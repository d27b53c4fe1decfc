//! Container provisioning backend abstraction.
//!
//! The harness never talks to a container runtime directly. Everything it
//! needs goes through [`ContainerBackend`]:
//! - `provision()` creates and starts a container
//! - `execute()` runs a shell command inside it
//! - `write_file()` / `fetch_file()` move files in and out
//! - `destroy()` stops and removes it
//!
//! [`crate::MockBackend`] implements this in memory for tests; the Docker
//! implementation lives in the `harness-docker` crate.

use std::collections::HashMap;
use std::fmt;
use std::path::{Path, PathBuf};

use async_trait::async_trait;
use thiserror::Error;

/// Backend errors.
#[derive(Debug, Error)]
pub enum BackendError {
    /// Container does not exist.
    #[error("container not found: {0}")]
    NotFound(String),

    /// Command could not be dispatched into the container.
    #[error("exec failed in {container}: {reason}")]
    Exec {
        /// Container name.
        container: String,
        /// Failure detail.
        reason: String,
    },

    /// File transfer into or out of the container failed.
    #[error("transfer of {path} in {container} failed: {reason}")]
    Transfer {
        /// Container name.
        container: String,
        /// Path inside the container.
        path: String,
        /// Failure detail.
        reason: String,
    },

    /// Container runtime error.
    #[error("container runtime error: {0}")]
    Runtime(#[source] Box<dyn std::error::Error + Send + Sync>),

    /// Local I/O error.
    #[error("io error: {0}")]
    Io(#[from] std::io::Error),
}

/// What to provision.
#[derive(Debug, Clone, PartialEq, Eq)]
pub struct ContainerSpec {
    /// Image id or reference.
    pub image: String,
    /// Container name (unique per run).
    pub name: String,
    /// Port map: service port inside the container -> host port.
    pub ports: HashMap<String, String>,
}

impl ContainerSpec {
    /// Create a spec without port bindings.
    pub fn new(image: &str, name: &str) -> Self {
        Self {
            image: image.into(),
            name: name.into(),
            ports: HashMap::new(),
        }
    }

    /// Add a port binding.
    pub fn with_port(mut self, service_port: &str, host_port: &str) -> Self {
        self.ports.insert(service_port.into(), host_port.into());
        self
    }
}

/// Opaque handle to a provisioned container.
#[derive(Debug, Clone, PartialEq, Eq, Hash)]
pub struct ContainerHandle {
    id: String,
    name: String,
}

impl ContainerHandle {
    /// Create a handle from a backend id and the container name.
    pub fn new(id: impl Into<String>, name: impl Into<String>) -> Self {
        Self {
            id: id.into(),
            name: name.into(),
        }
    }

    /// Backend-specific container id.
    pub fn id(&self) -> &str {
        &self.id
    }

    /// Container name.
    pub fn name(&self) -> &str {
        &self.name
    }
}

impl fmt::Display for ContainerHandle {
    fn fmt(&self, f: &mut fmt::Formatter<'_>) -> fmt::Result {
        write!(f, "{}", self.name)
    }
}

/// Output of a remote command. Its shape depends on the command.
#[derive(Debug, Clone, PartialEq)]
pub enum CommandOutput {
    /// Decoded text.
    Text(String),
    /// Raw bytes (non-UTF-8 output).
    Bytes(Vec<u8>),
    /// Structured output (e.g. `--output=json`).
    Structured(serde_json::Value),
}

impl CommandOutput {
    /// Lossy, trimmed text view of the output.
    pub fn text(&self) -> String {
        match self {
            CommandOutput::Text(s) => s.trim().to_string(),
            CommandOutput::Bytes(b) => String::from_utf8_lossy(b).trim().to_string(),
            CommandOutput::Structured(v) => v.to_string(),
        }
    }

    /// Build from raw bytes, keeping text when it decodes.
    pub fn from_bytes(bytes: Vec<u8>) -> Self {
        match String::from_utf8(bytes) {
            Ok(s) => CommandOutput::Text(s),
            Err(e) => CommandOutput::Bytes(e.into_bytes()),
        }
    }

    /// Raw bytes of the output.
    pub fn into_bytes(self) -> Vec<u8> {
        match self {
            CommandOutput::Text(s) => s.into_bytes(),
            CommandOutput::Bytes(b) => b,
            CommandOutput::Structured(v) => v.to_string().into_bytes(),
        }
    }
}

impl Default for CommandOutput {
    fn default() -> Self {
        CommandOutput::Text(String::new())
    }
}

impl fmt::Display for CommandOutput {
    fn fmt(&self, f: &mut fmt::Formatter<'_>) -> fmt::Result {
        f.write_str(&self.text())
    }
}

/// Exit status plus output of one remote command.
#[derive(Debug, Clone, PartialEq, Default)]
pub struct OperationResult {
    /// Exit status; `None` when the runtime did not report one.
    pub exit_status: Option<i64>,
    /// Command output.
    pub output: CommandOutput,
}

impl OperationResult {
    /// Text result with an exit status.
    pub fn text(exit_status: i64, output: &str) -> Self {
        Self {
            exit_status: Some(exit_status),
            output: CommandOutput::Text(output.into()),
        }
    }

    /// Returns true if the command exited with status 0.
    pub fn success(&self) -> bool {
        self.exit_status == Some(0)
    }
}

/// Container provisioning and command-execution backend.
#[async_trait]
pub trait ContainerBackend: Send + Sync {
    /// Create and start a container.
    async fn provision(&self, spec: &ContainerSpec) -> Result<ContainerHandle, BackendError>;

    /// Run a shell command inside the container and wait for it to finish.
    async fn execute(
        &self,
        handle: &ContainerHandle,
        command: &str,
    ) -> Result<OperationResult, BackendError>;

    /// Write a file inside the container.
    async fn write_file(
        &self,
        handle: &ContainerHandle,
        path: &str,
        contents: &[u8],
    ) -> Result<(), BackendError>;

    /// Copy a file out of the container into `dest_dir`.
    ///
    /// Returns the local path of the copied file.
    async fn fetch_file(
        &self,
        handle: &ContainerHandle,
        path: &str,
        dest_dir: &Path,
    ) -> Result<PathBuf, BackendError>;

    /// Stop and remove the container. Removing a missing container is not an error.
    async fn destroy(&self, handle: &ContainerHandle) -> Result<(), BackendError>;
}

▸ ACTIVITY
Only lines containing the word "PathBuf" should appear in the answer, and every such line from the records above must be there.

▸ THE ANSWER
use std::path::{Path, PathBuf};
    ) -> Result<PathBuf, BackendError>;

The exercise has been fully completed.